At its session on 19 September 2024, the Board of Directors of the Central Bank of Costa Rica (BCCR) unanimously agreed to reduce the Monetary Policy Rate (TPM) by 50 basis points, placing it at 4.25% per year, effective from September 2024.
The BCCR’s decision seeks to maintain the stability of the national currency and is based on a scheme of inflation targets. This approach allows for a prospective monetary policy, which uses the MPC as the main tool to guide economic stability.
The Central Bank justifies the measure due to the decline in inflation both internationally and at the local level. In August, year-on-year inflation in Costa Rica stood at 0.3%, with an average underlying inflation of 0.6%, both below the target range of 3% and 1 percentage point.
The central bank also expects overall inflation to enter the tolerance range in the third quarter of 2025, while underlying inflation will do so in the first quarter of next year.
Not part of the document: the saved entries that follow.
//! Governance and epochs.
//!
//! Validator sets and timeout parameters come from a [`GovernanceProvider`]
//! passed to the engine at construction. The SMR asks it once per epoch
//! transition and keeps the answer as an immutable [`Epoch`]; nothing reads
//! governance state on the hot path.

use std::sync::Arc;

use hotchain_types::Member;
use thiserror::Error;
use tracing::info;

use crate::proposer::ProposerSelection;
use crate::timer::TimeoutConfig;
use crate::types::ValidatorIndex;

/// Governance lookup failures.
#[derive(Debug, Error)]
pub enum GovernanceError {
    /// The provider has no validators configured
    #[error("governance returned an empty validator set at height {0}")]
    EmptyValidatorSet(u64),

    /// Validator indices are not `0..n` in order
    #[error("validator at position {position} has index {index}")]
    BadIndex {
        /// Position in the list
        position: usize,
        /// Declared index
        index: ValidatorIndex,
    },

    /// Provider-specific failure
    #[error("governance unavailable: {0}")]
    Unavailable(String),
}

/// Result type for governance lookups
pub type GovernanceResult<T> = Result<T, GovernanceError>;

/// A validator as governance lists it.
#[derive(Debug, Clone, PartialEq, Eq)]
pub struct ValidatorInfo {
    /// Stable index within the epoch
    pub index: ValidatorIndex,
    /// Network node id
    pub node_id: String,
    /// Identity votes are attributed to
    pub member: Member,
}

/// Read-only governance state for one epoch.
#[derive(Debug, Clone, PartialEq, Eq)]
pub struct GovernanceContract {
    /// Epoch number
    pub epoch_id: u64,
    /// Validators in index order
    pub validators: Vec<ValidatorInfo>,
    /// Lower bound on the quorum (0 = derive from the set size)
    pub min_quorum: u32,
    /// Base round timeout, 0 = node default
    pub base_timeout_ms: u64,
    /// Per-level backoff, 0 = node default
    pub timeout_delta_ms: u64,
    /// Last height of this epoch; the next epoch starts after it commits
    pub next_switch_height: u64,
}

/// Source of governance snapshots.
pub trait GovernanceProvider: Send + Sync {
    /// Governance in force for the block at `height`.
    fn governance_at(&self, height: u64) -> GovernanceResult<GovernanceContract>;
}

/// Governance with a fixed validator set and fixed-length epochs.
#[derive(Debug, Clone)]
pub struct StaticGovernance {
    validators: Vec<ValidatorInfo>,
    epoch_length: u64,
    min_quorum: u32,
    base_timeout_ms: u64,
    timeout_delta_ms: u64,
}

impl StaticGovernance {
    /// Validators are indexed in the order given. `epoch_length == 0` keeps a
    /// single epoch forever.
    pub fn new(validators: Vec<(String, Member)>, epoch_length: u64) -> Self {
        let validators = validators
            .into_iter()
            .enumerate()
            .map(|(i, (node_id, member))| ValidatorInfo {
                index: i as ValidatorIndex,
                node_id,
                member,
            })
            .collect();
        Self {
            validators,
            epoch_length,
            min_quorum: 0,
            base_timeout_ms: 0,
            timeout_delta_ms: 0,
        }
    }

    /// Raise the quorum floor.
    pub fn with_min_quorum(mut self, min_quorum: u32) -> Self {
        self.min_quorum = min_quorum;
        self
    }

    /// Governance-level timeouts, in milliseconds.
    pub fn with_timeouts(mut self, base_timeout_ms: u64, timeout_delta_ms: u64) -> Self {
        self.base_timeout_ms = base_timeout_ms;
        self.timeout_delta_ms = timeout_delta_ms;
        self
    }
}

impl GovernanceProvider for StaticGovernance {
    fn governance_at(&self, height: u64) -> GovernanceResult<GovernanceContract> {
        if self.validators.is_empty() {
            return Err(GovernanceError::EmptyValidatorSet(height));
        }
        let (epoch_id, next_switch_height) = if self.epoch_length == 0 {
            (0, u64::MAX)
        } else {
            let epoch_id = height.saturating_sub(1) / self.epoch_length;
            (
                epoch_id,
                epoch_id.saturating_add(1).saturating_mul(self.epoch_length),
            )
        };
        Ok(GovernanceContract {
            epoch_id,
            validators: self.validators.clone(),
            min_quorum: self.min_quorum,
            base_timeout_ms: self.base_timeout_ms,
            timeout_delta_ms: self.timeout_delta_ms,
            next_switch_height,
        })
    }
}

/// `ceil((2n + 1) / 3)`, raised to `min_quorum` and capped at `n`.
pub fn quorum_for(n: usize, min_quorum: u32) -> usize {
    let derived = (2 * n + 3) / 3;
    derived.max(min_quorum as usize).min(n)
}

/// Immutable view of one epoch as the local node sees it.
#[derive(Debug, Clone)]
pub struct Epoch {
    /// Epoch number
    pub epoch_id: u64,
    /// Validators in index order
    pub validators: Vec<ValidatorInfo>,
    /// Votes needed for a QC
    pub quorum: usize,
    /// Local validator index, `None` when observing
    pub local_index: Option<ValidatorIndex>,
    /// Round timeouts after governance fallback
    pub timeouts: TimeoutConfig,
    /// Last height of the epoch
    pub next_switch_height: u64,
    selection: ProposerSelection,
}

impl Epoch {
    /// Build an epoch from a governance snapshot.
    pub fn new(
        contract: GovernanceContract,
        local_node_id: &str,
        selection: ProposerSelection,
        timeout_defaults: &TimeoutConfig,
    ) -> GovernanceResult<Self> {
        if contract.validators.is_empty() {
            return Err(GovernanceError::Unavailable(format!(
                "epoch {} has no validators",
                contract.epoch_id
            )));
        }
        for (position, v) in contract.validators.iter().enumerate() {
            if v.index as usize != position {
                return Err(GovernanceError::BadIndex {
                    position,
                    index: v.index,
                });
            }
        }

        let local_index = contract
            .validators
            .iter()
            .find(|v| v.node_id == local_node_id)
            .map(|v| v.index);
        let quorum = quorum_for(contract.validators.len(), contract.min_quorum);
        let timeouts = TimeoutConfig::from_governance(
            contract.base_timeout_ms,
            contract.timeout_delta_ms,
            timeout_defaults,
        );

        Ok(Self {
            epoch_id: contract.epoch_id,
            validators: contract.validators,
            quorum,
            local_index,
            timeouts,
            next_switch_height: contract.next_switch_height,
            selection,
        })
    }

    /// Number of validators.
    pub fn len(&self) -> usize {
        self.validators.len()
    }

    /// Whether the set is empty. Never true for a constructed epoch.
    pub fn is_empty(&self) -> bool {
        self.validators.is_empty()
    }

    /// Validator at `index`.
    pub fn validator(&self, index: ValidatorIndex) -> Option<&ValidatorInfo> {
        self.validators.get(index as usize)
    }

    /// Elected proposer for (height, level).
    pub fn proposer_for(&self, height: u64, level: u64) -> ValidatorIndex {
        self.selection
            .select(self.epoch_id, height, level, self.validators.len())
            .unwrap_or(0)
    }

    /// Whether the local node proposes at (height, level).
    pub fn is_local_proposer(&self, height: u64, level: u64) -> bool {
        self.local_index == Some(self.proposer_for(height, level))
    }
}

/// Current epoch plus the one before it.
///
/// The previous epoch is kept so that certificates formed just before a
/// switch are still accepted during the transition.
#[derive(Debug, Clone)]
pub struct EpochView {
    /// Epoch in force
    pub current: Arc<Epoch>,
    /// Epoch replaced by the last switch
    pub previous: Option<Arc<Epoch>>,
}

impl EpochView {
    /// Start at `current`.
    pub fn new(current: Epoch) -> Self {
        Self {
            current: Arc::new(current),
            previous: None,
        }
    }

    /// Install `next` as the current epoch.
    pub fn switch(&mut self, next: Epoch) {
        info!(
            from = self.current.epoch_id,
            to = next.epoch_id,
            validators = next.len(),
            quorum = next.quorum,
            "Switching epoch"
        );
        let previous = std::mem::replace(&mut self.current, Arc::new(next));
        self.previous = Some(previous);
    }
}

#[cfg(test)]
mod tests {
    use super::*;

    fn members(n: usize) -> Vec<(String, Member)> {
        (0..n)
            .map(|i| (format!("node{i}"), Member::new("org1", vec![i as u8; 33])))
            .collect()
    }

    #[test]
    fn test_quorum() {
        assert_eq!(quorum_for(1, 0), 1);
        assert_eq!(quorum_for(3, 0), 3);
        assert_eq!(quorum_for(4, 0), 3);
        assert_eq!(quorum_for(7, 0), 5);
        assert_eq!(quorum_for(10, 0), 7);
        assert_eq!(quorum_for(4, 4), 4);
        assert_eq!(quorum_for(4, 9), 4);
    }

    #[test]
    fn test_static_single_epoch() {
        let gov = StaticGovernance::new(members(4), 0);
        let contract = gov.governance_at(1_000_000).unwrap();
        assert_eq!(contract.epoch_id, 0);
        assert_eq!(contract.next_switch_height, u64::MAX);
    }

    #[test]
    fn test_static_epoch_boundaries() {
        let gov = StaticGovernance::new(members(4), 10);
        assert_eq!(gov.governance_at(1).unwrap().epoch_id, 0);
        assert_eq!(gov.governance_at(10).unwrap().epoch_id, 0);
        assert_eq!(gov.governance_at(10).unwrap().next_switch_height, 10);
        assert_eq!(gov.governance_at(11).unwrap().epoch_id, 1);
        assert_eq!(gov.governance_at(11).unwrap().next_switch_height, 20);
    }

    #[test]
    fn test_empty_governance_fails() {
        let gov = StaticGovernance::new(Vec::new(), 0);
        assert!(matches!(
            gov.governance_at(1),
            Err(GovernanceError::EmptyValidatorSet(1))
        ));
    }

    #[test]
    fn test_epoch_local_index() {
        let gov = StaticGovernance::new(members(4), 0);
        let defaults = TimeoutConfig::default();
        let epoch = Epoch::new(
            gov.governance_at(1).unwrap(),
            "node2",
            ProposerSelection::RoundRobin,
            &defaults,
        )
        .unwrap();
        assert_eq!(epoch.local_index, Some(2));
        assert_eq!(epoch.quorum, 3);
        assert!(epoch.is_local_proposer(5, 2));
        assert!(!epoch.is_local_proposer(5, 3));

        let observer = Epoch::new(
            gov.governance_at(1).unwrap(),
            "outsider",
            ProposerSelection::RoundRobin,
            &defaults,
        )
        .unwrap();
        assert_eq!(observer.local_index, None);
    }

    #[test]
    fn test_epoch_view_switch_keeps_previous() {
        let gov = StaticGovernance::new(members(4), 5);
        let defaults = TimeoutConfig::default();
        let first = Epoch::new(gov.governance_at(1).unwrap(), "node0", ProposerSelection::RoundRobin, &defaults).unwrap();
        let second = Epoch::new(gov.governance_at(6).unwrap(), "node0", ProposerSelection::RoundRobin, &defaults).unwrap();
        let mut view = EpochView::new(first);
        view.switch(second);
        assert_eq!(view.current.epoch_id, 1);
        assert_eq!(view.previous.as_ref().map(|e| e.epoch_id), Some(0));
    }
}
The global economic slowdown and volatility in commodity prices, such as oil, have also been decisive in this decision.
The BCCR highlighted that since March 2023, the MPC has accumulated a reduction of 425 base points. Despite the reduction, the institution will maintain a prudent approach to ensuring an orderly convergence of inflation to its target and adjust the MPC according to the economic conditions so require.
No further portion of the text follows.